Public dental school in San Antonio, Texas

The UT Health San Antonio School of Dentistry, often abbreviated UTHSCSA Dental, is one of four dental schools in the state of Texas. It is located on the main campus of University of Texas Health Science Center at San Antonio in San Antonio, Texas.

Although a relatively young school in the country, the institute has managed to climb to renowned status in a very short time.
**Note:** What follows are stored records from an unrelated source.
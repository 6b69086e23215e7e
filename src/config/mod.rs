//! Config / route model (C4): the authoritative in-memory view of routes,
//! attachments, external routes, feature flags, and secrets backend
//! selection, plus the TOML file + environment-variable layering that
//! produces it.

use std::{collections::HashMap, path::Path, sync::LazyLock};

use ipnetwork::IpNetwork;
use serde::{Deserialize, Serialize};

use crate::{error::GordonResult, registry::rate_limit::RateLimitConfig};

/// The embedded default configuration, used when no `gordon.toml` exists.
pub const DEFAULT_CONFIG_TOML: &str = include_str!("default.toml");

/// Default location for the data directory when `$HOME` is resolvable.
pub static DEFAULT_DATA_DIR: LazyLock<String> = LazyLock::new(|| {
    dirs::data_dir()
        .map(|d| d.join("gordon").to_string_lossy().into_owned())
        .unwrap_or_else(|| "/var/lib/gordon".to_string())
});

/// `server.*` settings.
#[derive(Debug, Clone, Serialize, Deserialize)]
#[serde(default)]
pub struct ServerConfig {
    /// Reverse proxy listen port.
    pub port: u16,
    /// Registry + admin listen port.
    pub registry_port: u16,
    /// Hostname the registry is reachable at (used in image references).
    pub registry_domain: String,
    /// Root directory for all persisted state.
    pub data_dir: String,
}

impl Default for ServerConfig {
    fn default() -> Self {
        ServerConfig {
            port: 80,
            registry_port: 5000,
            registry_domain: "localhost".to_string(),
            data_dir: DEFAULT_DATA_DIR.clone(),
        }
    }
}

/// `auto_route.*` settings.
#[derive(Debug, Clone, Default, Serialize, Deserialize)]
#[serde(default)]
pub struct AutoRouteConfig {
    /// Whether pushing an image for an unconfigured domain auto-creates a route.
    pub enabled: bool,
}

/// `network_isolation.*` settings.
#[derive(Debug, Clone, Serialize, Deserialize)]
#[serde(default)]
pub struct NetworkIsolationConfig {
    /// Whether each route gets its own bridge network.
    pub enabled: bool,
    /// Network name prefix.
    pub prefix: String,
}

impl Default for NetworkIsolationConfig {
    fn default() -> Self {
        NetworkIsolationConfig {
            enabled: false,
            prefix: "gordon".to_string(),
        }
    }
}

/// Pluggable secrets backend selector.
#[derive(Debug, Clone, Copy, PartialEq, Eq, Default, Serialize, Deserialize)]
#[serde(rename_all = "lowercase")]
pub enum SecretsBackendKind {
    /// Plaintext file-backed env maps (the only backend implemented here).
    #[default]
    Unsafe,
    /// GPG-encrypted `pass` tree (out of scope; name reserved).
    Pass,
    /// SOPS-encrypted tree (out of scope; name reserved).
    Sops,
}

/// `auth.*` settings (admin API authentication).
#[derive(Debug, Clone, Default, Serialize, Deserialize)]
#[serde(default)]
pub struct AuthConfig {
    /// Whether the admin API requires a bearer token. When `true`, the
    /// in-process control plane refuses to run (C10).
    pub enabled: bool,
    /// Which secrets backend mediates credential storage.
    pub secrets_backend: SecretsBackendKind,
}

/// Registry authentication mode.
#[derive(Debug, Clone, Copy, PartialEq, Eq, Default, Serialize, Deserialize)]
#[serde(rename_all = "lowercase")]
pub enum RegistryAuthType {
    /// Single shared bcrypt-hashed password.
    #[default]
    Password,
    /// Pre-shared token secret (no password prompt).
    Token,
}

/// `registry_auth.*` settings.
#[derive(Debug, Clone, Default, Serialize, Deserialize)]
#[serde(default)]
pub struct RegistryAuthConfig {
    /// See [`RegistryAuthType`].
    #[serde(rename = "type")]
    pub type_: RegistryAuthType,
    /// HS256 signing secret for registry tokens.
    pub token_secret: String,
    /// Bcrypt hash of the registry password, when `type = password`.
    pub password_hash: Option<String>,
}

/// A single configured route.
#[derive(Debug, Clone, PartialEq, Serialize, Deserialize)]
pub struct RouteConfig {
    /// Unique hostname.
    pub domain: String,
    /// Registry-qualified image reference, e.g. `reg.example.com/app:latest`.
    pub image: String,
    /// Optional dedicated network name.
    #[serde(default)]
    pub network: Option<String>,
}

/// A sidecar container declaration owned by a route or a named network
/// group (§ GLOSSARY "Attachment"). Must run on a non-default bridge
/// network so it gets DNS resolution from the primary container.
#[derive(Debug, Clone, PartialEq, Serialize, Deserialize)]
pub struct AttachmentConfig {
    /// The route domain or network group this attachment belongs to.
    pub target: String,
    /// Image reference, e.g. `postgres:16`.
    pub image: String,
    /// Network name the attachment and its target share. Must not be the
    /// Docker default bridge.
    pub network: String,
}

/// The on-disk shape of `data_dir/routes.json`, as written by
/// [`GordonConfig::persist_routes_snapshot`].
#[derive(Debug, Clone, Default, Serialize, Deserialize)]
struct RoutesSnapshot {
    routes: Vec<RouteConfig>,
    attachments: Vec<AttachmentConfig>,
    external_routes: HashMap<String, String>,
}

/// `backups.*` settings.
#[derive(Debug, Clone, Default, Serialize, Deserialize)]
#[serde(default)]
pub struct BackupsConfig {
    /// Directory backup archives are written to, relative to `data_dir`.
    pub dir: String,
    /// How many historical backups to retain per domain.
    pub keep: u32,
}

/// `registry.*` settings.
#[derive(Debug, Clone, Serialize, Deserialize)]
#[serde(default)]
pub struct RegistryConfig {
    /// How many non-`latest` tags to keep per repository on registry
    /// prune, beyond `latest` itself (sorted by creation time descending).
    pub retention_keep: u32,
}

impl Default for RegistryConfig {
    fn default() -> Self {
        RegistryConfig { retention_keep: 5 }
    }
}

/// The full, validated Gordon configuration.
#[derive(Debug, Clone, Default, Serialize, Deserialize)]
#[serde(default)]
pub struct GordonConfig {
    /// See [`ServerConfig`].
    pub server: ServerConfig,
    /// See [`AutoRouteConfig`].
    pub auto_route: AutoRouteConfig,
    /// See [`NetworkIsolationConfig`].
    pub network_isolation: NetworkIsolationConfig,
    /// See [`AuthConfig`].
    pub auth: AuthConfig,
    /// See [`RegistryAuthConfig`].
    pub registry_auth: RegistryAuthConfig,
    /// CIDRs whose traffic is trusted to set `X-Forwarded-For`/`X-Real-IP`.
    pub trusted_proxies: Vec<IpNetwork>,
    /// See [`crate::registry::rate_limit::RateLimitConfig`].
    pub rate_limit: RateLimitConfig,
    /// Statically configured routes (in addition to any created via the
    /// admin API).
    pub routes: Vec<RouteConfig>,
    /// Sidecar containers attached to routes or network groups.
    pub attachments: Vec<AttachmentConfig>,
    /// Passthrough proxy targets: hostname -> upstream URL. Proxy-only;
    /// never participate in reload/deploy (§9 Open Questions, decided).
    pub external_routes: HashMap<String, String>,
    /// See [`BackupsConfig`].
    pub backups: BackupsConfig,
    /// See [`RegistryConfig`].
    pub registry: RegistryConfig,
}

impl GordonConfig {
    /// Loads configuration from `path` if it exists, otherwise from the
    /// embedded default. Environment variables prefixed `GORDON_` override
    /// a handful of well-known scalar fields after parsing (ambient
    /// `dotenvy` + TOML layering). The
    /// `routes.json` snapshot under `data_dir`, if present, overlays
    /// `routes`/`attachments`/`external_routes` before validation — it
    /// records admin-API mutations made since the file was last read.
    pub fn load(path: Option<&Path>) -> GordonResult<Self> {
        let raw = match path {
            Some(path) if path.exists() => std::fs::read_to_string(path)?,
            _ => DEFAULT_CONFIG_TOML.to_string(),
        };

        let mut config: GordonConfig = toml::from_str(&raw)?;
        config.apply_env_overrides();
        config.apply_routes_snapshot();
        config.validate()?;
        Ok(config)
    }

    fn routes_snapshot_path(&self) -> std::path::PathBuf {
        Path::new(&self.server.data_dir).join("routes.json")
    }

    fn apply_routes_snapshot(&mut self) {
        let Ok(raw) = std::fs::read_to_string(self.routes_snapshot_path()) else {
            return;
        };
        if let Ok(snapshot) = serde_json::from_str::<RoutesSnapshot>(&raw) {
            self.routes = snapshot.routes;
            self.attachments = snapshot.attachments;
            self.external_routes = snapshot.external_routes;
        }
    }

    /// Writes the current routes/attachments/external_routes to
    /// `data_dir/routes.json`, called after every admin-API mutation so a
    /// restart picks up changes made without touching `gordon.toml`.
    pub fn persist_routes_snapshot(&self) -> GordonResult<()> {
        let snapshot = RoutesSnapshot {
            routes: self.routes.clone(),
            attachments: self.attachments.clone(),
            external_routes: self.external_routes.clone(),
        };
        std::fs::create_dir_all(&self.server.data_dir)?;
        std::fs::write(self.routes_snapshot_path(), serde_json::to_vec_pretty(&snapshot)?)?;
        Ok(())
    }

    fn apply_env_overrides(&mut self) {
        if let Ok(port) = std::env::var("GORDON_PORT") {
            if let Ok(port) = port.parse() {
                self.server.port = port;
            }
        }
        if let Ok(data_dir) = std::env::var("GORDON_DATA_DIR") {
            self.server.data_dir = data_dir;
        }
        if let Ok(domain) = std::env::var("GORDON_REGISTRY_DOMAIN") {
            self.server.registry_domain = domain;
        }
    }

    /// Validates cross-field invariants, collecting every violation rather
    /// than failing on the first.
    pub fn validate(&self) -> GordonResult<()> {
        let mut errors = Vec::new();

        if self.server.port == 0 {
            errors.push("server.port must be nonzero".to_string());
        }
        if self.server.registry_port == 0 {
            errors.push("server.registry_port must be nonzero".to_string());
        }

        let mut seen_domains = std::collections::HashSet::new();
        for route in &self.routes {
            if !seen_domains.insert(route.domain.clone()) {
                errors.push(format!("duplicate route domain: {}", route.domain));
            }
            if route.image.rsplit_once(':').is_none() {
                errors.push(format!("route image missing a tag: {}", route.image));
            }
        }

        const DEFAULT_BRIDGE_NAMES: &[&str] = &["bridge", ""];
        for attachment in &self.attachments {
            if DEFAULT_BRIDGE_NAMES.contains(&attachment.network.as_str()) {
                errors.push(format!(
                    "attachment {} on {} must not use the default bridge network",
                    attachment.image, attachment.target
                ));
            }
        }

        if errors.is_empty() {
            crate::error::Ok(())
        } else {
            Err(crate::error::GordonError::ConfigValidationErrors(errors))
        }
    }

    /// Finds the configured route for `domain`, if any.
    pub fn route_for(&self, domain: &str) -> Option<&RouteConfig> {
        self.routes.iter().find(|r| r.domain == domain)
    }

    /// Attachments declared for `target` (a route domain or network group).
    pub fn attachments_for(&self, target: &str) -> Vec<&AttachmentConfig> {
        self.attachments.iter().filter(|a| a.target == target).collect()
    }
}

#[cfg(test)]
mod tests {
    use super::*;

    #[test]
    fn embedded_default_parses_and_validates() {
        let config: GordonConfig = toml::from_str(DEFAULT_CONFIG_TOML).unwrap();
        config.validate().unwrap();
    }

    #[test]
    fn duplicate_route_domains_fail_validation() {
        let mut config = GordonConfig::default();
        config.routes.push(RouteConfig {
            domain: "app.example.com".to_string(),
            image: "reg.example.com/app:latest".to_string(),
            network: None,
        });
        config.routes.push(RouteConfig {
            domain: "app.example.com".to_string(),
            image: "reg.example.com/app:prod".to_string(),
            network: None,
        });
        assert!(config.validate().is_err());
    }

    #[test]
    fn zero_port_fails_validation() {
        let mut config = GordonConfig::default();
        config.server.port = 0;
        assert!(config.validate().is_err());
    }

    #[test]
    fn attachment_on_default_bridge_fails_validation() {
        let mut config = GordonConfig::default();
        config.attachments.push(AttachmentConfig {
            target: "app.example.com".to_string(),
            image: "postgres:16".to_string(),
            network: "bridge".to_string(),
        });
        assert!(config.validate().is_err());
    }

    #[test]
    fn attachment_on_named_network_passes_validation() {
        let mut config = GordonConfig::default();
        config.attachments.push(AttachmentConfig {
            target: "app.example.com".to_string(),
            image: "postgres:16".to_string(),
            network: "gordon-app".to_string(),
        });
        assert!(config.validate().is_ok());
    }

    #[test]
    fn routes_snapshot_round_trips_through_persist_and_apply() {
        let dir = tempfile::tempdir().unwrap();
        let mut config = GordonConfig::default();
        config.server.data_dir = dir.path().to_string_lossy().into_owned();
        config.routes.push(RouteConfig {
            domain: "app.example.com".to_string(),
            image: "reg.example.com/app:latest".to_string(),
            network: None,
        });
        config.persist_routes_snapshot().unwrap();

        let mut reloaded = GordonConfig::default();
        reloaded.server.data_dir = config.server.data_dir.clone();
        reloaded.apply_routes_snapshot();
        assert_eq!(reloaded.routes, config.routes);
    }
}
In the last ranking of U.S. News & World Report which was published in 1996, the school was ranked at #1.

Each year, over 90 students graduate from the DDS program at the UTHSCSA.

==Education==
With nearly 200 dedicated research faculty members in 10 fields of study, the school offers various degrees, including dual doctorates.

Areas of focus are:
- Community Dentistry
- Comprehensive Dentistry
- Dental diagnostic science
- Endodontics
- General dentistry
- Oral and maxillofacial surgery
- Orthodontics
- Pediatric dentistry
- Periodontics
- Prosthodontics
- Restorative dentistry

==Research and publication==
The Dental School at the Health Science Center ranked fourth in publications and 11th in scientific impact among the world's 760 dental schools from 1998 to 2002.

Faculty in this school developed the first digital panoramic x-ray device in America.